Social media is a great place to engage in cultural exchanges with people who are different from you.

The latest Chinese social media trend is … “lunch of suffering” aka “white people food”
Source: Pexels/Wendy Wei

Social media is a great place to engage in cultural exchanges with people who are different from you. And yes, sometimes those exchanges include playful teasing about holidays, traditions and even food. Recently, a certain type of food has totally taken over Chinese social media – so-called “báirén fàn” or “white people food.”

Social networks like Weibo and Xiaohongshu have been full of posts from teens and young adult office workers featuring photos of basic sandwiches and other “under-seasoned” meals and snacks that they associate with white people in other parts of the world. Usually, these photos are accompanied by reviews, most of which aren’t super positive.

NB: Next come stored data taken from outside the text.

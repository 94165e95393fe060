use serde::{Deserialize, Serialize};

/// Issuing country, as reported by the lookup service
#[derive(Debug, Clone, Default, PartialEq, Serialize, Deserialize)]
pub struct CountryInfo {
    pub numeric: Option<String>,
    pub alpha2: Option<String>,
    pub name: Option<String>,
    pub emoji: Option<String>,
    pub currency: Option<String>,
    pub latitude: Option<f64>,
    pub longitude: Option<f64>,
}

/// Issuing bank
#[derive(Debug, Clone, Default, PartialEq, Serialize, Deserialize)]
pub struct BankInfo {
    pub name: Option<String>,
}

/// Result of one successful BIN lookup.
///
/// `card_number_length` is the service's `number.length` value: the length
/// of a full card number for this prefix, not the length of the BIN itself.
#[derive(Debug, Clone, Default, PartialEq, Serialize, Deserialize)]
pub struct BinRecord {
    pub card_number_length: Option<u32>,
    pub scheme: Option<String>,
    pub card_type: Option<String>,
    pub brand: Option<String>,
    pub prepaid: Option<bool>,
    pub country: CountryInfo,
    pub bank: BankInfo,
}

// Wire shapes. Every field is optional and absent objects fall back to
// empty ones, so a sparse body never fails to map.

#[derive(Debug, Default, Deserialize)]
#[serde(default)]
pub(crate) struct BinResponse {
    number: Option<NumberResponse>,
    scheme: Option<String>,
    #[serde(rename = "type")]
    card_type: Option<String>,
    brand: Option<String>,
    prepaid: Option<bool>,
    country: Option<CountryResponse>,
    bank: Option<BankResponse>,
}

#[derive(Debug, Default, Deserialize)]
#[serde(default)]
struct NumberResponse {
    length: Option<u32>,
}

#[derive(Debug, Default, Deserialize)]
#[serde(default)]
struct CountryResponse {
    numeric: Option<NumericCode>,
    alpha2: Option<String>,
    name: Option<String>,
    emoji: Option<String>,
    currency: Option<String>,
    latitude: Option<f64>,
    longitude: Option<f64>,
}

/// ISO 3166 numeric code; binlist sends a string but some records carry a number
#[derive(Debug, Deserialize)]
#[serde(untagged)]
enum NumericCode {
    Text(String),
    Number(serde_json::Number),
}

impl From<NumericCode> for String {
    fn from(code: NumericCode) -> Self {
        match code {
            NumericCode::Text(s) => s,
            NumericCode::Number(n) => n.to_string(),
        }
    }
}

#[derive(Debug, Default, Deserialize)]
#[serde(default)]
struct BankResponse {
    name: Option<String>,
}

impl From<CountryResponse> for CountryInfo {
    fn from(c: CountryResponse) -> Self {
        Self {
            numeric: c.numeric.map(String::from),
            alpha2: c.alpha2,
            name: c.name,
            emoji: c.emoji,
            currency: c.currency,
            latitude: c.latitude,
            longitude: c.longitude,
        }
    }
}

impl From<BinResponse> for BinRecord {
    fn from(r: BinResponse) -> Self {
        Self {
            card_number_length: r.number.and_then(|n| n.length),
            scheme: r.scheme,
            card_type: r.card_type,
            brand: r.brand,
            prepaid: r.prepaid,
            country: r.country.map(CountryInfo::from).unwrap_or_default(),
            bank: BankInfo {
                name: r.bank.and_then(|b| b.name),
            },
        }
    }
}

impl BinRecord {
    /// Map a decoded response body into a record
    pub fn from_json(value: serde_json::Value) -> Result<Self, serde_json::Error> {
        let response: BinResponse = serde_json::from_value(value)?;
        Ok(response.into())
    }
}

#[cfg(test)]
mod tests {
    use super::*;
    use serde_json::json;

    #[test]
    fn test_full_body_maps_every_field() {
        let body = json!({
            "number": {"length": 16, "luhn": true},
            "scheme": "visa",
            "type": "debit",
            "brand": "Visa/Dankort",
            "prepaid": false,
            "country": {
                "numeric": "208",
                "alpha2": "DK",
                "name": "Denmark",
                "emoji": "🇩🇰",
                "currency": "DKK",
                "latitude": 56,
                "longitude": 10
            },
            "bank": {"name": "Jyske Bank"}
        });

        let record = BinRecord::from_json(body).unwrap();
        assert_eq!(record.card_number_length, Some(16));
        assert_eq!(record.scheme.as_deref(), Some("visa"));
        assert_eq!(record.card_type.as_deref(), Some("debit"));
        assert_eq!(record.brand.as_deref(), Some("Visa/Dankort"));
        assert_eq!(record.prepaid, Some(false));
        assert_eq!(record.country.numeric.as_deref(), Some("208"));
        assert_eq!(record.country.alpha2.as_deref(), Some("DK"));
        assert_eq!(record.country.name.as_deref(), Some("Denmark"));
        assert_eq!(record.country.emoji.as_deref(), Some("🇩🇰"));
        assert_eq!(record.country.currency.as_deref(), Some("DKK"));
        assert_eq!(record.country.latitude, Some(56.0));
        assert_eq!(record.country.longitude, Some(10.0));
        assert_eq!(record.bank.name.as_deref(), Some("Jyske Bank"));
    }

    #[test]
    fn test_missing_objects_become_none() {
        let record = BinRecord::from_json(json!({"scheme": "mastercard"})).unwrap();
        assert_eq!(record.scheme.as_deref(), Some("mastercard"));
        assert_eq!(record.card_number_length, None);
        assert_eq!(record.country, CountryInfo::default());
        assert_eq!(record.bank, BankInfo::default());
    }

    #[test]
    fn test_null_values_become_none() {
        let record = BinRecord::from_json(json!({
            "number": null,
            "prepaid": null,
            "country": null,
            "bank": {"name": null}
        }))
        .unwrap();
        assert_eq!(record, BinRecord::default());
    }

    #[test]
    fn test_numeric_code_accepts_number() {
        let record = BinRecord::from_json(json!({
            "country": {"numeric": 208, "alpha2": "DK"}
        }))
        .unwrap();
        assert_eq!(record.country.numeric.as_deref(), Some("208"));
        assert_eq!(record.country.alpha2.as_deref(), Some("DK"));
    }

    #[test]
    fn test_empty_object() {
        let record = BinRecord::from_json(json!({})).unwrap();
        assert_eq!(record, BinRecord::default());
    }
}
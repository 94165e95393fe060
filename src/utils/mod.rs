//! Utility functions and helpers
//!
//! Application paths and logging setup.

pub mod app_paths;
pub mod logging;
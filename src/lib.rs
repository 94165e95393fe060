pub mod api_client;
pub mod config;
pub mod error;
pub mod history;
pub mod models;
pub mod utils;

pub use api_client::{BinLookupClient, BinLookupClientBuilder, API_BASE};
pub use error::LookupError;
pub use history::{HistoryEntry, LookupHistory};
pub use models::{BankInfo, BinRecord, CountryInfo};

"The point of the white people's meal is to learn what it feels like to be dead, but I've taken two bites, and it was so bad it made me realize how alive I am," said one Weibo poster after eating plain crackers, cheese and ham.

The phrase “lunch of suffering” has also caught on with this trend after another person used the term to describe some of the “white people foods” they’d tried on Baidu. In this review, the poster explains: “This is the purpose of the white meal universe, eat whatever you have. For them: eating is not to enjoy food, but to extend life.”

On the other hand, some on social media seem to be big supporters of “white people food,” saying it’s easier to prepare than traditional Chinese meals and gives them more time to focus on work.

The trend seems to be mostly playful. Even on Western social media, it’s a widely shared sentiment that white people sometimes don’t know how to season food. A regular joke that’s made on platforms like Twitter is that Europeans conquered a lot of the world in search of spices and then didn’t really figure out how to use any of them.

“Most Chinese use it as a [form of] self-irony, without any bad intent or the awareness of racial sensitivity in the US,” current affairs commentator Hong Guangyu, who studies social media trends, told the Washington Post.

Of course, different cultural identities have different culinary tastes. The trend isn’t necessarily about a specific ethnic group or nationality but more about what it looks like some people might eat in certain Western contexts. So this entire trend should probably be taken with a grain of salt (plus some other spices, please).